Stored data
************

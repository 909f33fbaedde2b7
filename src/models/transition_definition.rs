use serde::{Deserialize, Serialize};

/// Name of the primary chain edge between activity definitions.
pub const DEFAULT_TRANSITION_NAME: &str = "default";

/// Name of the backward edge the graph builder wires alongside tail inserts.
pub const BACK_TRANSITION_NAME: &str = "back";

/// Named directed edge between two activity definitions.
///
/// The `"default"` name is reserved for the primary chain; any other name is
/// a named branch.
#[derive(Debug, Clone, PartialEq, Serialize, Deserialize)]
pub struct TransitionDefinition {
    pub id: i64,
    pub workflow_definition_id: i64,
    pub from_activity_definition_id: i64,
    pub to_activity_definition_id: i64,
    pub name: String,
}

/// New TransitionDefinition for creation
#[derive(Debug, Clone, Serialize, Deserialize)]
pub struct NewTransitionDefinition {
    pub workflow_definition_id: i64,
    pub from_activity_definition_id: i64,
    pub to_activity_definition_id: i64,
    pub name: String,
}

impl TransitionDefinition {
    /// Composite key used by stores that index transitions by source and name
    pub fn composite_key(&self) -> String {
        format!("{}|{}", self.from_activity_definition_id, self.name)
    }
}
use chrono::{DateTime, Utc};
use serde::{Deserialize, Serialize};

/// Template for a workflow: the root of the definition graph.
///
/// `start_activity_definition_id` is the head of the default chain and stays
/// `None` until the first activity is inserted at position 1.
#[derive(Debug, Clone, PartialEq, Serialize, Deserialize)]
pub struct WorkflowDefinition {
    pub id: i64,
    pub name: String,
    pub start_activity_definition_id: Option<i64>,
    pub creation_date: DateTime<Utc>,
}

/// New WorkflowDefinition for creation
#[derive(Debug, Clone, Serialize, Deserialize)]
pub struct NewWorkflowDefinition {
    pub name: String,
}

impl NewWorkflowDefinition {
    pub fn new(name: impl Into<String>) -> Self {
        Self { name: name.into() }
    }
}
// Definition-graph construction: the default chain is a singly linked list
// encoded as transition rows, so insertion repairs at most two edges.

pub mod builder;

pub use builder::{DefinitionGraphBuilder, TransitionBuilder};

************

How to complete this task: Write out every entry exactly as given.

Solution below:
repository 909f33fbaedde2b7
filename src/models/transition_definition.rs
use serde::{Deserialize, Serialize};

/// Name of the primary chain edge between activity definitions.
pub const DEFAULT_TRANSITION_NAME: &str = "default";

/// Name of the backward edge the graph builder wires alongside tail inserts.
pub const BACK_TRANSITION_NAME: &str = "back";

/// Named directed edge between two activity definitions.
///
/// The `"default"` name is reserved for the primary chain; any other name is
/// a named branch.
#[derive(Debug, Clone, PartialEq, Serialize, Deserialize)]
pub struct TransitionDefinition {
    pub id: i64,
    pub workflow_definition_id: i64,
    pub from_activity_definition_id: i64,
    pub to_activity_definition_id: i64,
    pub name: String,
}

/// New TransitionDefinition for creation
#[derive(Debug, Clone, Serialize, Deserialize)]
pub struct NewTransitionDefinition {
    pub workflow_definition_id: i64,
    pub from_activity_definition_id: i64,
    pub to_activity_definition_id: i64,
    pub name: String,
}

impl TransitionDefinition {
    /// Composite key used by stores that index transitions by source and name
    pub fn composite_key(&self) -> String {
        format!("{}|{}", self.from_activity_definition_id, self.name)
    }
}
use chrono::{DateTime, Utc};
use serde::{Deserialize, Serialize};

/// Template for a workflow: the root of the definition graph.
///
/// `start_activity_definition_id` is the head of the default chain and stays
/// `None` until the first activity is inserted at position 1.
#[derive(Debug, Clone, PartialEq, Serialize, Deserialize)]
pub struct WorkflowDefinition {
    pub id: i64,
    pub name: String,
    pub start_activity_definition_id: Option<i64>,
    pub creation_date: DateTime<Utc>,
}

/// New WorkflowDefinition for creation
#[derive(Debug, Clone, Serialize, Deserialize)]
pub struct NewWorkflowDefinition {
    pub name: String,
}

impl NewWorkflowDefinition {
    pub fn new(name: impl Into<String>) -> Self {
        Self { name: name.into() }
    }
}
// Definition-graph construction: the default chain is a singly linked list
// encoded as transition rows, so insertion repairs at most two edges.

pub mod builder;

pub use builder::{DefinitionGraphBuilder, TransitionBuilder};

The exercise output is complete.